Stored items
//! reqwest implementation of [`RemoteLogClient`].

use crate::api::{
    DeleteFromTrashRequest, DiffPage, MetadataScope, TrashRequest, UpdateMagicMetadataRequest,
};
use crate::config::ApiConfig;
use crate::error::{CloudError, CloudResult};
use crate::remote::RemoteLogClient;
use async_trait::async_trait;
use filesync_types::{CollectionId, Timestamp};
use reqwest::{Client, Response, StatusCode};
use std::time::Duration;
use tracing::debug;

/// Header carrying the session token on every request.
pub const AUTH_HEADER: &str = "X-Auth-Token";

/// HTTP client for the remote log API.
pub struct HttpRemoteLog {
    config: ApiConfig,
    client: Client,
}

impl HttpRemoteLog {
    /// Creates a client for the given API.
    pub fn new(config: ApiConfig) -> CloudResult<Self> {
        if config.base_url.is_empty() {
            return Err(CloudError::Config("base_url is empty".into()));
        }
        let client = Client::builder()
            .timeout(Duration::from_secs(config.timeout_secs))
            .build()?;
        Ok(Self { config, client })
    }

    /// The configuration this client was built with.
    pub fn config(&self) -> &ApiConfig {
        &self.config
    }
}

/// Maps a non-success response to a [`CloudError`].
async fn check_status(response: Response) -> CloudResult<Response> {
    let status = response.status();
    if status.is_success() {
        return Ok(response);
    }

    match status {
        StatusCode::UNAUTHORIZED => {
            let body = response.text().await.unwrap_or_default();
            Err(CloudError::AuthFailed(body))
        }
        StatusCode::TOO_MANY_REQUESTS => {
            let retry_after_secs = response
                .headers()
                .get(reqwest::header::RETRY_AFTER)
                .and_then(|v| v.to_str().ok())
                .and_then(|v| v.parse().ok())
                .unwrap_or(0);
            Err(CloudError::RateLimited { retry_after_secs })
        }
        _ => {
            let body = response.text().await.unwrap_or_default();
            Err(CloudError::Api(format!("{status}: {body}")))
        }
    }
}

#[async_trait]
impl RemoteLogClient for HttpRemoteLog {
    async fn diff(
        &self,
        token: &str,
        collection_id: CollectionId,
        since_time: Timestamp,
    ) -> CloudResult<DiffPage> {
        debug!(%collection_id, %since_time, "fetching collection diff");
        let response = self
            .client
            .get(self.config.endpoint("/collections/v2/diff"))
            .header(AUTH_HEADER, token)
            .query(&[
                ("collectionID", collection_id.get()),
                ("sinceTime", since_time.as_micros()),
            ])
            .send()
            .await?;

        let page = check_status(response).await?.json::<DiffPage>().await?;
        Ok(page)
    }

    async fn trash(&self, token: &str, request: &TrashRequest) -> CloudResult<()> {
        debug!(count = request.items.len(), "trashing files");
        let response = self
            .client
            .post(self.config.endpoint("/files/trash"))
            .header(AUTH_HEADER, token)
            .json(request)
            .send()
            .await?;
        check_status(response).await?;
        Ok(())
    }

    async fn delete_from_trash(
        &self,
        token: &str,
        request: &DeleteFromTrashRequest,
    ) -> CloudResult<()> {
        debug!(count = request.file_ids.len(), "deleting files from trash");
        let response = self
            .client
            .post(self.config.endpoint("/trash/delete"))
            .header(AUTH_HEADER, token)
            .json(request)
            .send()
            .await?;
        check_status(response).await?;
        Ok(())
    }

    async fn update_magic_metadata(
        &self,
        token: &str,
        scope: MetadataScope,
        request: &UpdateMagicMetadataRequest,
    ) -> CloudResult<()> {
        debug!(%scope, count = request.metadata_list.len(), "updating magic metadata");
        let response = self
            .client
            .put(self.config.endpoint(scope.path()))
            .header(AUTH_HEADER, token)
            .json(request)
            .send()
            .await?;
        check_status(response).await?;
        Ok(())
    }
}
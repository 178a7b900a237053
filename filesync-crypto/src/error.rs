//! Error types for the encryption layer.

use thiserror::Error;

/// Result type for crypto operations.
pub type CryptoResult<T> = Result<T, CryptoError>;

/// Errors that can occur in cryptographic operations.
#[derive(Debug, Error)]
pub enum CryptoError {
    /// Encryption failed.
    #[error("encryption failed: {0}")]
    Encryption(String),

    /// Decryption failed (wrong key or tampered data).
    #[error("decryption failed: {0}")]
    Decryption(String),

    /// A base64 field could not be decoded.
    #[error("invalid encoding: {0}")]
    Encoding(String),

    /// Invalid key length.
    #[error("invalid key length: expected {expected}, got {actual}")]
    InvalidKeyLength { expected: usize, actual: usize },

    /// Invalid nonce length.
    #[error("invalid nonce length: expected {expected}, got {actual}")]
    InvalidNonceLength { expected: usize, actual: usize },

    /// A live record is missing a field required to decrypt it.
    #[error("file {file_id} is missing {field}")]
    MissingField { file_id: i64, field: &'static str },

    /// Serialization error.
    #[error("serialization error: {0}")]
    Serialization(#[from] serde_json::Error),
}
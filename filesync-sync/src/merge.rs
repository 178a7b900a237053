//! Merge engine: pure reconciliation of file record sets.

use filesync_types::{CollectionId, FileId, FileRecord};
use std::collections::{BTreeMap, HashSet};

/// Collapses records sharing a file id to the one with the highest
/// `updation_time`.
///
/// On equal times a tombstone beats a live record, then the higher
/// collection id wins, so the result depends only on the input multiset.
/// Output is ordered by file id.
pub fn merge_by_latest_version<I>(files: I) -> Vec<FileRecord>
where
    I: IntoIterator<Item = FileRecord>,
{
    let mut latest: BTreeMap<FileId, FileRecord> = BTreeMap::new();
    for file in files {
        match latest.get(&file.id) {
            Some(existing) if !supersedes(&file, existing) => {}
            _ => {
                latest.insert(file.id, file);
            }
        }
    }
    latest.into_values().collect()
}

fn supersedes(candidate: &FileRecord, existing: &FileRecord) -> bool {
    let rank = |f: &FileRecord| (f.updation_time, f.is_deleted, f.collection_id);
    rank(candidate) > rank(existing)
}

/// Drops records whose collection is not in `known`. Input order is kept.
pub fn prune_to_known_collections(
    files: Vec<FileRecord>,
    known: &HashSet<CollectionId>,
) -> Vec<FileRecord> {
    files
        .into_iter()
        .filter(|f| known.contains(&f.collection_id))
        .collect()
}
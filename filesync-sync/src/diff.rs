//! Paginated diff fetch for a single collection.
//!
//! Pages depend on each other (every request starts where the previous
//! page ended), so they are fetched strictly in sequence. Entries within a
//! page are decrypted concurrently and reassembled in page order before the
//! live sink sees them.

use crate::auth::{AuthState, TokenProvider};
use crate::display::prepare_for_display;
use crate::error::SyncResult;
use crate::merge::merge_by_latest_version;
use crate::sink::SetFiles;
use filesync_cloud::RemoteLogClient;
use filesync_crypto::CryptoProvider;
use filesync_types::{Collection, EncryptedFileRecord, FileRecord, Timestamp};
use futures::future::try_join_all;
use tracing::{debug, error, info};

/// How a collection diff ended.
#[derive(Debug)]
pub enum DiffOutcome {
    /// Every page was fetched; holds the decrypted entries of all pages.
    Complete(Vec<FileRecord>),
    /// The token disappeared at a page boundary. Nothing fetched so far
    /// should be persisted.
    LoggedOut,
}

/// Collaborators a diff fetch runs against.
pub struct DiffFetcher<'a> {
    pub remote: &'a dyn RemoteLogClient,
    pub crypto: &'a dyn CryptoProvider,
    pub tokens: &'a dyn TokenProvider,
}

struct DiffCursor {
    since_time: Timestamp,
    accumulated: Vec<FileRecord>,
    has_more: bool,
}

impl DiffFetcher<'_> {
    /// Fetches every record of `collection` changed after `since_time`,
    /// pushing the running result to `sink` after each page.
    pub async fn fetch(
        &self,
        collection: &Collection,
        since_time: Timestamp,
        sink: &dyn SetFiles,
    ) -> SyncResult<DiffOutcome> {
        match self.fetch_pages(collection, since_time, sink).await {
            Ok(outcome) => Ok(outcome),
            Err(e) => {
                error!(collection_id = %collection.id, error = %e, "get files failed");
                Err(e)
            }
        }
    }

    async fn fetch_pages(
        &self,
        collection: &Collection,
        since_time: Timestamp,
        sink: &dyn SetFiles,
    ) -> SyncResult<DiffOutcome> {
        let mut cursor = DiffCursor {
            since_time,
            accumulated: Vec::new(),
            has_more: true,
        };

        while cursor.has_more {
            let AuthState::Authenticated(token) = AuthState::check(self.tokens) else {
                info!(collection_id = %collection.id, "token missing mid-diff, stopping");
                return Ok(DiffOutcome::LoggedOut);
            };

            let page = self
                .remote
                .diff(&token, collection.id, cursor.since_time)
                .await?;
            debug!(
                collection_id = %collection.id,
                since_time = %cursor.since_time,
                count = page.diff.len(),
                has_more = page.has_more,
                "fetched diff page"
            );

            let decrypted = self.decrypt_page(page.diff, &collection.key).await?;
            if let Some(last) = decrypted.last() {
                cursor.since_time = last.updation_time;
            }
            cursor.accumulated.extend(decrypted);
            cursor.has_more = page.has_more;

            let accumulated = &cursor.accumulated;
            sink.set_files(&|current| {
                prepare_for_display(merge_by_latest_version(
                    current.iter().cloned().chain(accumulated.iter().cloned()),
                ))
            });
        }

        Ok(DiffOutcome::Complete(cursor.accumulated))
    }

    /// Decrypts live entries; tombstones pass through untouched.
    async fn decrypt_page(
        &self,
        entries: Vec<EncryptedFileRecord>,
        collection_key: &str,
    ) -> SyncResult<Vec<FileRecord>> {
        let crypto = self.crypto;
        let files = try_join_all(entries.into_iter().map(move |entry| async move {
            if entry.is_deleted {
                Ok(FileRecord::from_tombstone(entry))
            } else {
                crypto.decrypt_file(entry, collection_key).await
            }
        }))
        .await?;
        Ok(files)
    }
}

→ **Instructions to follow**:
What lines above contain "return"? Copy them out.

→ **Response below**:
            return Err(CloudError::Config("base_url is empty".into()));
        return Ok(response);
                return Ok(DiffOutcome::LoggedOut);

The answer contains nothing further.